[Start of Attachment]

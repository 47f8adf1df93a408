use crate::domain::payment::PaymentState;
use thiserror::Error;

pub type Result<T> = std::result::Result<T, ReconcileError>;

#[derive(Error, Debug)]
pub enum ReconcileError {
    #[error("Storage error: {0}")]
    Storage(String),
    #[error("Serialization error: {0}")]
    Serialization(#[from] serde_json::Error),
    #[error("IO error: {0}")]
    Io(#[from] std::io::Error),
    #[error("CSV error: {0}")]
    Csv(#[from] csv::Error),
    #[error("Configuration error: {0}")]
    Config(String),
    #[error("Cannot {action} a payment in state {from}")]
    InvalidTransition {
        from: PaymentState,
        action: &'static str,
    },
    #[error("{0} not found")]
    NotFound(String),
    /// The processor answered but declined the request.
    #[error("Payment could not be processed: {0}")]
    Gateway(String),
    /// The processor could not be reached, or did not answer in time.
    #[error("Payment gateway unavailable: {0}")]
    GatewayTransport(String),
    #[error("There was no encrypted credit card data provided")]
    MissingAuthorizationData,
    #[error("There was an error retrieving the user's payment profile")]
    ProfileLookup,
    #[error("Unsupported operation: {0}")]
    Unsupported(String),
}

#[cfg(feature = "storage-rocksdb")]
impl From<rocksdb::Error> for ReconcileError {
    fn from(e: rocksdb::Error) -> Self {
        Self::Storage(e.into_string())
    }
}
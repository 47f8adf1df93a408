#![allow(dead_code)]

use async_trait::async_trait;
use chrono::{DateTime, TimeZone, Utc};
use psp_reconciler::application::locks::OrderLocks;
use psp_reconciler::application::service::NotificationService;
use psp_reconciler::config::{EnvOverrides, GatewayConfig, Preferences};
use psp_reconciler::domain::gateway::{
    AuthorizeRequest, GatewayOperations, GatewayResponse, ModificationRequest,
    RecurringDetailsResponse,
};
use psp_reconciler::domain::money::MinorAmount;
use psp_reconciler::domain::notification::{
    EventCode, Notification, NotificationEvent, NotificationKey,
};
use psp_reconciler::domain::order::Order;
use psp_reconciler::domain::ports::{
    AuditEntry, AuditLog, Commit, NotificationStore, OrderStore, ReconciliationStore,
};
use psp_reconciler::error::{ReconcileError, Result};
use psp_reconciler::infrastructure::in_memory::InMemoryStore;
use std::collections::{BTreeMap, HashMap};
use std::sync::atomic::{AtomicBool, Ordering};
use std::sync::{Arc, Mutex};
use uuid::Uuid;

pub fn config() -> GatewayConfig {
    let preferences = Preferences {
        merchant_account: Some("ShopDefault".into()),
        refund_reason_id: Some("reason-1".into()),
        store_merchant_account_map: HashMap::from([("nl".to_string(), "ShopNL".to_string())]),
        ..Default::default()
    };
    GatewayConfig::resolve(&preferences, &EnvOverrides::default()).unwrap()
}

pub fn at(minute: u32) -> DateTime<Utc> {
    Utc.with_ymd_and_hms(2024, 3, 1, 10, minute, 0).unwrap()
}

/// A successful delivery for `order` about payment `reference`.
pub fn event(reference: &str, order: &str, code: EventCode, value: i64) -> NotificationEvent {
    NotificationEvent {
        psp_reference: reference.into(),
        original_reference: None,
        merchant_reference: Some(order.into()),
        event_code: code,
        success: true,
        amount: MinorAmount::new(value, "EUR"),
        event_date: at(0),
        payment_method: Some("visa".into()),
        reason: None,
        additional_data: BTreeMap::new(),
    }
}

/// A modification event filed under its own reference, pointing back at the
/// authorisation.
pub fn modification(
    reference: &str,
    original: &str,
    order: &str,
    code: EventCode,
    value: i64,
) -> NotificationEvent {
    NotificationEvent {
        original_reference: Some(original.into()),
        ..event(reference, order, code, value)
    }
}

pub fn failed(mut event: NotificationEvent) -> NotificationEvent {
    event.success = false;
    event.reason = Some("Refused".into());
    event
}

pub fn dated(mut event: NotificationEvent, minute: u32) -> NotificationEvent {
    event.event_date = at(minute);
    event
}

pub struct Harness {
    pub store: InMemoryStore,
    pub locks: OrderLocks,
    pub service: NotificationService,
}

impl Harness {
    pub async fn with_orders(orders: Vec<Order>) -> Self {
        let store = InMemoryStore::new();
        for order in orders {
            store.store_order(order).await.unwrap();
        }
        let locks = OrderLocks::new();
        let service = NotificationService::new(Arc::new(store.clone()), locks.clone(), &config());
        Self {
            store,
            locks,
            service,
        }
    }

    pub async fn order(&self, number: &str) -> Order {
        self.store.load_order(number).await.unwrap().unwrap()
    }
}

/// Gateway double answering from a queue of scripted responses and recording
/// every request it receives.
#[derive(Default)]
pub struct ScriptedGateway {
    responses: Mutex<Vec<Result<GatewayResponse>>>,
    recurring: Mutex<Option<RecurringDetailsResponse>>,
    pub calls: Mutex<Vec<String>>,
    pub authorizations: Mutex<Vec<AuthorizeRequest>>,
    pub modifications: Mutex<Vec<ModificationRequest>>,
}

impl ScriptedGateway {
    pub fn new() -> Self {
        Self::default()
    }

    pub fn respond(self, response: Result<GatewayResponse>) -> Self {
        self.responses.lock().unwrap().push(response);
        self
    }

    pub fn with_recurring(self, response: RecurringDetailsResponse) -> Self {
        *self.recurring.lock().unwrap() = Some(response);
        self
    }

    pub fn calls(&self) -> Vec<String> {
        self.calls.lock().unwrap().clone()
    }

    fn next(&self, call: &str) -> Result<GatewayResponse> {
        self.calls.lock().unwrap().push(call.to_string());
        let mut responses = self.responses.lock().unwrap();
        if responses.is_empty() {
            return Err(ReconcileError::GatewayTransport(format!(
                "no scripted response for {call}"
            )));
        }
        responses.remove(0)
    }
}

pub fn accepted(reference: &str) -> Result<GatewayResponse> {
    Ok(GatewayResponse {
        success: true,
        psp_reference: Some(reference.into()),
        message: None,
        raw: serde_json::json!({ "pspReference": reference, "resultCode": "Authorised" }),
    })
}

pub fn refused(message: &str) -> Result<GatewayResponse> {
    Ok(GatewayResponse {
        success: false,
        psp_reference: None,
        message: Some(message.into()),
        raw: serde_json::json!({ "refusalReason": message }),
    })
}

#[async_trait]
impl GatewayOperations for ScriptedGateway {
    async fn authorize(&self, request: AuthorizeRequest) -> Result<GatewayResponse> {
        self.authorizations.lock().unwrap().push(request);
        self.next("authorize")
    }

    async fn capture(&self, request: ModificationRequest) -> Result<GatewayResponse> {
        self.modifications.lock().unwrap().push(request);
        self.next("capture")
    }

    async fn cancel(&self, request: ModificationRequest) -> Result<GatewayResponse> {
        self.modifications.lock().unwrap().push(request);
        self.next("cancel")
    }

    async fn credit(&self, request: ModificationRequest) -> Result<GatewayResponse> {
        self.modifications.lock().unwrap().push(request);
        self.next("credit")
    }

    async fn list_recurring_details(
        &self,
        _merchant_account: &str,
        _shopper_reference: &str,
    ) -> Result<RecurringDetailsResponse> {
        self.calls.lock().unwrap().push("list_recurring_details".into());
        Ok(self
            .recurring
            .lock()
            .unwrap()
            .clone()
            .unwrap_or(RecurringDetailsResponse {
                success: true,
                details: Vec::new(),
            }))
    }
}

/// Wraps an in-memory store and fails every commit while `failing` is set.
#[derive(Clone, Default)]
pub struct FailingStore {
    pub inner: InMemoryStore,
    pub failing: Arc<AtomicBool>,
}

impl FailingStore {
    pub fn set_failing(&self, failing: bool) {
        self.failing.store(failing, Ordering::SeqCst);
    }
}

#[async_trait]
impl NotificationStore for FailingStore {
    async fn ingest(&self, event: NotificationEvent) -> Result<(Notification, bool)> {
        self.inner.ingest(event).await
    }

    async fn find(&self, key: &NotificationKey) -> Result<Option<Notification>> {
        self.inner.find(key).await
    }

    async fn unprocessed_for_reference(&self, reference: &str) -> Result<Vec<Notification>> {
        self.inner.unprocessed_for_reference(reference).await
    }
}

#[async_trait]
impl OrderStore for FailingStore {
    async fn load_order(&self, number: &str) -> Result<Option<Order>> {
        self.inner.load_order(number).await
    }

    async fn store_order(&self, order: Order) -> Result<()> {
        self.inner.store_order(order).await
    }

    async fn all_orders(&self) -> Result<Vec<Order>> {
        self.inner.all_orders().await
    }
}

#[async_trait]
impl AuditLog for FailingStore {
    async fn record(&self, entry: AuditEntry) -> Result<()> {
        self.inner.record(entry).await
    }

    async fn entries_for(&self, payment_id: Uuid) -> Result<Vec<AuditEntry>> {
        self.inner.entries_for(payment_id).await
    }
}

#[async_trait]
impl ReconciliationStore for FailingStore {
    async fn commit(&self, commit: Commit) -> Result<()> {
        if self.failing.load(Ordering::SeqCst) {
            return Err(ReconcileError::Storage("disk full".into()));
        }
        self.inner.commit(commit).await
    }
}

[End of Attachment]
[Start of Attachment]

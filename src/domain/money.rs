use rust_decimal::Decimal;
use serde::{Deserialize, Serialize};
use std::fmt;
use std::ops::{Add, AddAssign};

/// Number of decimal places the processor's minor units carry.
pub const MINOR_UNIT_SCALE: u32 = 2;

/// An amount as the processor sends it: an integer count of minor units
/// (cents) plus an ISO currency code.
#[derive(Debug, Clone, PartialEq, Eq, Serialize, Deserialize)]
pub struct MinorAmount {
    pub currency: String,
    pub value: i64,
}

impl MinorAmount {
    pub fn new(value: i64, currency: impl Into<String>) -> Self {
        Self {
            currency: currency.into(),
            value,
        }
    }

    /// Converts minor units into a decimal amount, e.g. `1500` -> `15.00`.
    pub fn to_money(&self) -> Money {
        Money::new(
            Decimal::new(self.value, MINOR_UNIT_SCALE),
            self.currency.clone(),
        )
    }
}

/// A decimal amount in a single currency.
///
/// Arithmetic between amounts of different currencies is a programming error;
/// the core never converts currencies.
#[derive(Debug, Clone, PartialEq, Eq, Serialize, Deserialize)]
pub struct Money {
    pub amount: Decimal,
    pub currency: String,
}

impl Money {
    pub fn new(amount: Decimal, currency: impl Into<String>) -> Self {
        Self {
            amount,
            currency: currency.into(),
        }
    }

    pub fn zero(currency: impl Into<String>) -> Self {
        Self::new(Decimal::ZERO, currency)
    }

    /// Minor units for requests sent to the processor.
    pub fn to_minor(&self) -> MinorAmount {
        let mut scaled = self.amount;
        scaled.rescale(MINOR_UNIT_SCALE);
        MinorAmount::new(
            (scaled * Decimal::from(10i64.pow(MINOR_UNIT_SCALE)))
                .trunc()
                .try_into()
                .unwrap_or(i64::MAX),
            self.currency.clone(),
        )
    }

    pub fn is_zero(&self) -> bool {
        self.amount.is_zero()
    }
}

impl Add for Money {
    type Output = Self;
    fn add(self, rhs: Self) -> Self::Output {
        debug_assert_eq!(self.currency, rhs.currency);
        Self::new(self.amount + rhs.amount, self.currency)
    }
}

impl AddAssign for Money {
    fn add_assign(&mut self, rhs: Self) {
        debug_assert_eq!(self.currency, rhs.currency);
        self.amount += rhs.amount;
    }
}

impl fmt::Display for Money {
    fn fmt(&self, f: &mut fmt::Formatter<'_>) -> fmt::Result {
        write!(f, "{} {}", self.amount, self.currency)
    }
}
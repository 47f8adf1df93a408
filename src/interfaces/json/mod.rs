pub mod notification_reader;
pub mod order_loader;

[End of Attachment]
[Start of Attachment]

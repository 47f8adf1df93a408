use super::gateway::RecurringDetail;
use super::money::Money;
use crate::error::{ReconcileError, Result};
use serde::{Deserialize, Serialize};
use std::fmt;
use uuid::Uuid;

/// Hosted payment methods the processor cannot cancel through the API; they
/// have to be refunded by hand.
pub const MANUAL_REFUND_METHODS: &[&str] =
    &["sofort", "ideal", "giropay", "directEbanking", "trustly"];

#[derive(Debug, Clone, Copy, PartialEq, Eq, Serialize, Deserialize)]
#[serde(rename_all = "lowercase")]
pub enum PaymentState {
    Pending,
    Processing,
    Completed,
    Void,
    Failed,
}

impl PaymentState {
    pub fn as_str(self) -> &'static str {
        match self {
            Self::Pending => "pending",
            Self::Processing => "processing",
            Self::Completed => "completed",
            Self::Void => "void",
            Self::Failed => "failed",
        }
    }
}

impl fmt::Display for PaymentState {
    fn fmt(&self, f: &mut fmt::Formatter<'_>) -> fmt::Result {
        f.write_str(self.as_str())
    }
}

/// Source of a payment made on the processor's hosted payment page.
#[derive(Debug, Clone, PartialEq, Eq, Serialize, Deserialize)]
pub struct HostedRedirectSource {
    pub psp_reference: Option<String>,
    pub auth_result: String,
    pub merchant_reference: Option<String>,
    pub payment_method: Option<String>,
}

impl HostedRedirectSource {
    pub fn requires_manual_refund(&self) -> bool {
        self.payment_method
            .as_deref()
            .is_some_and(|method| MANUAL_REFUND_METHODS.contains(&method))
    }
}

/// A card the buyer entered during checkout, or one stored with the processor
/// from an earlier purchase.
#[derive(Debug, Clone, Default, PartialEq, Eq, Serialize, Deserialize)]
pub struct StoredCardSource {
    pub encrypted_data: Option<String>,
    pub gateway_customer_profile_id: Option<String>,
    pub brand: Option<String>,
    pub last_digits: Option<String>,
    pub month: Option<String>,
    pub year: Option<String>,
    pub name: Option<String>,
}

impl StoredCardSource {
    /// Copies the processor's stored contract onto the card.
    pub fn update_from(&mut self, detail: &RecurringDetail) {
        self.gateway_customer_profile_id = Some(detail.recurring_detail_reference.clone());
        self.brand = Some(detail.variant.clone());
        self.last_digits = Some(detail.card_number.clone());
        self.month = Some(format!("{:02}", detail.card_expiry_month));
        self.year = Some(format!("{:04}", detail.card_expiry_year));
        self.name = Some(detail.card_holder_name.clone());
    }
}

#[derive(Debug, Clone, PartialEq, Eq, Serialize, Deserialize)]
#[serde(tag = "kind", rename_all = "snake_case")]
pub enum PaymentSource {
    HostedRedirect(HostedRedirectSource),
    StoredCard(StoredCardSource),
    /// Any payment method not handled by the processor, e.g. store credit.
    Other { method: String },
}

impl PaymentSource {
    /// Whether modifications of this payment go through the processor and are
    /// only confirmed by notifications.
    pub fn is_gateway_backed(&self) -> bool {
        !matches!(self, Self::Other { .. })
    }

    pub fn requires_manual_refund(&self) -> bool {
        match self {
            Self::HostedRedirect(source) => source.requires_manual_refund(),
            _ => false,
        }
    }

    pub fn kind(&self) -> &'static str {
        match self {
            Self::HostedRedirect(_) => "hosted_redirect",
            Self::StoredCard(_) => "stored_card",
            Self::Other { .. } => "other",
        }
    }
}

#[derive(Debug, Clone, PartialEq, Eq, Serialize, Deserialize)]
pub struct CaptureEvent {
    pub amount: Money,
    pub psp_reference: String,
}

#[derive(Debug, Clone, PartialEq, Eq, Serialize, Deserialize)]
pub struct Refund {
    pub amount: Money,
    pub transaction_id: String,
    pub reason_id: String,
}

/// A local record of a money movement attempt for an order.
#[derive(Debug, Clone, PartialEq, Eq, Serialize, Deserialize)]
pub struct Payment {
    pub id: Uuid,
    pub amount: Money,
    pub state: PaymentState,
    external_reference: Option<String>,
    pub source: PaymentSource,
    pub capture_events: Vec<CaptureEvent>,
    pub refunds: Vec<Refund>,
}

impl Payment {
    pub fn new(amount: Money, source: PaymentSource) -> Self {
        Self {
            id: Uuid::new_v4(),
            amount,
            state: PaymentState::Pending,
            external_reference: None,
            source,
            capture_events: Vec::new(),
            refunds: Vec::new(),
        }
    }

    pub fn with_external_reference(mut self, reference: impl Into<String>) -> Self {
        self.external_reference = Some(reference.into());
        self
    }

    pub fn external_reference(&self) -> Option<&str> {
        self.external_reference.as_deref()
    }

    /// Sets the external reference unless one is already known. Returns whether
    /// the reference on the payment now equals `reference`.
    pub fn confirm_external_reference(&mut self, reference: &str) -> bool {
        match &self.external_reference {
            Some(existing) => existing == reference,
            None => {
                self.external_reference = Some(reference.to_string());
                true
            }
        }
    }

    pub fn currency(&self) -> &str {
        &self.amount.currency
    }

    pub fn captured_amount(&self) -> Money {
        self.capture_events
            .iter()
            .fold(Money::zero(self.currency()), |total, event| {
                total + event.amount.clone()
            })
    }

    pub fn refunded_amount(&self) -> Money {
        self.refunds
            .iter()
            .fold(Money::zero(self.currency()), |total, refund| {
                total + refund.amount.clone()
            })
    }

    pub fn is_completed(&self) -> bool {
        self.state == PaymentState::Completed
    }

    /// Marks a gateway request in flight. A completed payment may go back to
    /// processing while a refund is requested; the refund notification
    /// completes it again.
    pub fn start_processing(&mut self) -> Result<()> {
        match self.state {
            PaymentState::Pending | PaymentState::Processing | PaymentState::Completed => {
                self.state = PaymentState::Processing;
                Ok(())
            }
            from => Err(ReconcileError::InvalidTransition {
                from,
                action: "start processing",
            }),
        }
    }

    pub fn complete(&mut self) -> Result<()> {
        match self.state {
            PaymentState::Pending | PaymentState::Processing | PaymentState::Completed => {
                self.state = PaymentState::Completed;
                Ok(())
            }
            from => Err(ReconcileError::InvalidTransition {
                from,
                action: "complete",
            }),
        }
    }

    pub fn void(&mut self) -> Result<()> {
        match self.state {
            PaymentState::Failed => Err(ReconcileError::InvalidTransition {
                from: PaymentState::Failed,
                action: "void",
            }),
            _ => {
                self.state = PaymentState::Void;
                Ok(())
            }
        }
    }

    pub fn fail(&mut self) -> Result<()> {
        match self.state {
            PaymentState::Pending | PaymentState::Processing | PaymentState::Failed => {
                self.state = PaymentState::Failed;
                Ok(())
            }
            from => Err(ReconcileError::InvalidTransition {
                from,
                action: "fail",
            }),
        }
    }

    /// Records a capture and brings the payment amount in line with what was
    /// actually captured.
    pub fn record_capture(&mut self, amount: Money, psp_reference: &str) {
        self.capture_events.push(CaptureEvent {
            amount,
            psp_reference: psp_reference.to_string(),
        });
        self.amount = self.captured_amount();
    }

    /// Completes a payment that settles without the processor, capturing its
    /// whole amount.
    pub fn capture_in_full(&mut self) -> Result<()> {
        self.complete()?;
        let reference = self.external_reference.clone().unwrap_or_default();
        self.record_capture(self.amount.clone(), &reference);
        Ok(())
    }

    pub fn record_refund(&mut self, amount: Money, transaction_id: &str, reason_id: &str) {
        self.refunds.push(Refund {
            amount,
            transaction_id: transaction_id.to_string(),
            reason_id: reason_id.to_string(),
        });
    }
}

[End of Attachment]

Instructions for the task: State how many lines in the listing above contain the word "CaptureEvent", giving only the number.

Result: 3